→ STUDY MATERIAL
------------------------
use super::task::{Reduction, Task};
use crate::error::{EnsembleError, Result};
use crate::parallel::compute_blocks;
use ndarray::{s, Array3, Array4};
use rayon::prelude::*;
use std::ops::Range;

/// A task covering time steps `start..start + task.time_len()` of one column
#[derive(Debug, Clone)]
pub struct TimeChunk {
    pub start: usize,
    pub task: Task,
}

impl TimeChunk {
    pub fn end(&self) -> usize {
        self.start + self.task.time_len()
    }
}

/// Lazily evaluated (time, column, y, x) array
///
/// Each column (ensemble member) is an ordered run of time chunks; by
/// default one chunk per source file. Operations only rewrite the task graph.
#[derive(Debug, Clone)]
pub struct ChunkedArray {
    columns: Vec<Vec<TimeChunk>>,
    nt: usize,
    ny: usize,
    nx: usize,
}

impl ChunkedArray {
    /// Stack per-column task runs; every column must cover the same number of
    /// time steps on the same (y, x) shape
    pub fn from_columns(columns: Vec<Vec<Task>>) -> Result<Self> {
        let first = columns
            .iter()
            .flatten()
            .next()
            .ok_or_else(|| EnsembleError::Config("chunked array needs at least one chunk".to_string()))?;
        let (ny, nx) = (first.shape()[1], first.shape()[2]);
        let nt = columns[0].iter().map(Task::time_len).sum();

        let mut chunked = Vec::with_capacity(columns.len());
        for (index, column) in columns.into_iter().enumerate() {
            let mut start = 0;
            let mut chunks = Vec::with_capacity(column.len());
            for task in column {
                let shape = task.shape();
                if shape[1] != ny || shape[2] != nx {
                    return Err(EnsembleError::shape(format!("chunk of column {}", index), &[ny, nx], &shape[1..]));
                }
                let len = task.time_len();
                chunks.push(TimeChunk { start, task });
                start += len;
            }
            if start != nt {
                return Err(EnsembleError::shape(format!("time length of column {}", index), &[nt], &[start]));
            }
            chunked.push(chunks);
        }

        Ok(Self {
            columns: chunked,
            nt,
            ny,
            nx,
        })
    }

    /// Wrap materialised (time, column, y, x) values, one chunk per column
    pub fn from_array(values: Array4<f32>) -> Self {
        let (nt, ncol, ny, nx) = values.dim();
        let columns = (0..ncol)
            .map(|c| {
                if nt == 0 {
                    Vec::new()
                } else {
                    vec![TimeChunk {
                        start: 0,
                        task: Task::constant(values.slice(s![.., c, .., ..]).to_owned()),
                    }]
                }
            })
            .collect();
        Self { columns, nt, ny, nx }
    }

    /// (time, column, y, x)
    pub fn shape(&self) -> [usize; 4] {
        [self.nt, self.columns.len(), self.ny, self.nx]
    }

    pub fn n_columns(&self) -> usize {
        self.columns.len()
    }

    pub fn n_chunks(&self) -> usize {
        self.columns.iter().map(Vec::len).sum()
    }

    pub fn chunks(&self, column: usize) -> &[TimeChunk] {
        &self.columns[column]
    }

    /// One task covering `range` of a column, slicing and joining chunks as needed
    pub(crate) fn column_range(&self, column: usize, range: Range<usize>) -> Task {
        let parts: Vec<Task> = self.columns[column]
            .iter()
            .filter(|chunk| chunk.start < range.end && chunk.end() > range.start)
            .map(|chunk| {
                let lo = range.start.max(chunk.start) - chunk.start;
                let hi = range.end.min(chunk.end()) - chunk.start;
                chunk.task.slice_time(lo..hi)
            })
            .collect();
        Task::concat(parts)
    }

    /// Keep time steps `range`; chunks outside it are dropped from the graph
    pub fn slice_time(&self, range: Range<usize>) -> Self {
        let range = range.start.min(self.nt)..range.end.min(self.nt);
        let columns = self
            .columns
            .iter()
            .map(|chunks| {
                chunks
                    .iter()
                    .filter(|chunk| chunk.start < range.end && chunk.end() > range.start)
                    .map(|chunk| {
                        let lo = range.start.max(chunk.start);
                        let hi = range.end.min(chunk.end());
                        TimeChunk {
                            start: lo - range.start,
                            task: chunk.task.slice_time(lo - chunk.start..hi - chunk.start),
                        }
                    })
                    .collect()
            })
            .collect();
        Self {
            columns,
            nt: range.len(),
            ny: self.ny,
            nx: self.nx,
        }
    }

    /// Apply a per-chunk spatial operation producing blocks of (ny, nx)
    pub(crate) fn map_space(&self, ny: usize, nx: usize, op: impl Fn(&Task) -> Task) -> Self {
        let columns = self
            .columns
            .iter()
            .map(|chunks| {
                chunks
                    .iter()
                    .map(|chunk| TimeChunk {
                        start: chunk.start,
                        task: op(&chunk.task),
                    })
                    .collect()
            })
            .collect();
        Self {
            columns,
            nt: self.nt,
            ny,
            nx,
        }
    }

    /// Collapse all columns into one by NaN-skipping mean
    ///
    /// The result follows the chunk boundaries of the first column.
    pub fn mean_over_columns(&self) -> Self {
        let column = self.columns[0]
            .iter()
            .map(|chunk| {
                let range = chunk.start..chunk.end();
                let members = (0..self.columns.len())
                    .map(|c| self.column_range(c, range.clone()))
                    .collect();
                TimeChunk {
                    start: chunk.start,
                    task: Task::member_mean(members),
                }
            })
            .collect();
        Self {
            columns: vec![column],
            nt: self.nt,
            ny: self.ny,
            nx: self.nx,
        }
    }

    /// Reduce each contiguous time group to a single step, per column
    pub fn reduce_groups(&self, groups: &[Range<usize>], reduction: Reduction) -> Self {
        let columns = (0..self.columns.len())
            .map(|c| {
                groups
                    .iter()
                    .enumerate()
                    .map(|(i, group)| TimeChunk {
                        start: i,
                        task: self.column_range(c, group.clone()).reduce_time(reduction),
                    })
                    .collect()
            })
            .collect();
        Self {
            columns,
            nt: groups.len(),
            ny: self.ny,
            nx: self.nx,
        }
    }

    /// Force the whole graph, evaluating independent chunks in parallel
    pub fn compute(&self) -> Result<Array4<f32>> {
        let placements: Vec<(usize, &TimeChunk)> = self
            .columns
            .iter()
            .enumerate()
            .flat_map(|(c, chunks)| chunks.iter().map(move |chunk| (c, chunk)))
            .collect();

        let blocks: Vec<Array3<f32>> = placements
            .par_iter()
            .map(|(_, chunk)| chunk.task.compute())
            .collect::<Result<_>>()?;

        let mut output = Array4::<f32>::from_elem(self.shape(), f32::NAN);
        for ((c, chunk), block) in placements.iter().zip(blocks) {
            output
                .slice_mut(s![chunk.start..chunk.end(), *c, .., ..])
                .assign(&block);
        }
        Ok(output)
    }

    /// Force a single column as (time, y, x)
    pub fn compute_column(&self, column: usize) -> Result<Array3<f32>> {
        let tasks: Vec<Task> = self.columns[column].iter().map(|chunk| chunk.task.clone()).collect();
        let blocks = compute_blocks(&tasks)?;
        let mut output = Array3::<f32>::from_elem((self.nt, self.ny, self.nx), f32::NAN);
        for (chunk, block) in self.columns[column].iter().zip(blocks) {
            output.slice_mut(s![chunk.start..chunk.end(), .., ..]).assign(&block);
        }
        Ok(output)
    }
}

#[cfg(test)]
mod tests {
    use super::*;
    use ndarray::Array3;

    fn steps(values: &[f32]) -> Task {
        Task::constant(Array3::from_shape_fn((values.len(), 1, 1), |(t, _, _)| values[t]))
    }

    fn two_members() -> ChunkedArray {
        ChunkedArray::from_columns(vec![
            vec![steps(&[1.0, 2.0]), steps(&[3.0])],
            vec![steps(&[5.0]), steps(&[6.0, 7.0])],
        ])
        .unwrap()
    }

    #[test]
    fn test_from_columns_layout() {
        let array = two_members();
        assert_eq!(array.shape(), [3, 2, 1, 1]);
        assert_eq!(array.n_chunks(), 4);
        assert_eq!(array.chunks(1)[1].start, 1);
    }

    #[test]
    fn test_from_columns_rejects_ragged_time() {
        let result = ChunkedArray::from_columns(vec![vec![steps(&[1.0, 2.0])], vec![steps(&[1.0])]]);
        assert!(matches!(result, Err(EnsembleError::ShapeMismatch { .. })));
    }

    #[test]
    fn test_slice_time_across_chunk_boundaries() {
        let sliced = two_members().slice_time(1..3);
        assert_eq!(sliced.shape(), [2, 2, 1, 1]);
        let values = sliced.compute().unwrap();
        assert_eq!(values[[0, 0, 0, 0]], 2.0);
        assert_eq!(values[[1, 0, 0, 0]], 3.0);
        assert_eq!(values[[0, 1, 0, 0]], 6.0);
        assert_eq!(values[[1, 1, 0, 0]], 7.0);
    }

    #[test]
    fn test_empty_time_slice() {
        let sliced = two_members().slice_time(3..3);
        assert_eq!(sliced.shape(), [0, 2, 1, 1]);
        assert_eq!(sliced.n_chunks(), 0);
        assert_eq!(sliced.compute().unwrap().len(), 0);
    }

    #[test]
    fn test_mean_over_columns_with_misaligned_chunks() {
        let mean = two_members().mean_over_columns().compute().unwrap();
        assert_eq!(mean.shape(), &[3, 1, 1, 1]);
        assert_eq!(mean[[0, 0, 0, 0]], 3.0);
        assert_eq!(mean[[1, 0, 0, 0]], 4.0);
        assert_eq!(mean[[2, 0, 0, 0]], 5.0);
    }

    #[test]
    fn test_reduce_groups() {
        let reduced = two_members().reduce_groups(&[0..2, 2..3], Reduction::Sum);
        let values = reduced.compute().unwrap();
        assert_eq!(values.shape(), &[2, 2, 1, 1]);
        assert_eq!(values[[0, 0, 0, 0]], 3.0);
        assert_eq!(values[[1, 0, 0, 0]], 3.0);
        assert_eq!(values[[0, 1, 0, 0]], 11.0);
        assert_eq!(values[[1, 1, 0, 0]], 7.0);
    }

    #[test]
    fn test_compute_column() {
        let column = two_members().compute_column(1).unwrap();
        assert_eq!(column.iter().copied().collect::<Vec<_>>(), vec![5.0, 6.0, 7.0]);
    }
}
------------------------
→ WORK TASK
Provide only the number of lines in the material above that contain the word "ndarray".

→ YOUR SOLUTION
2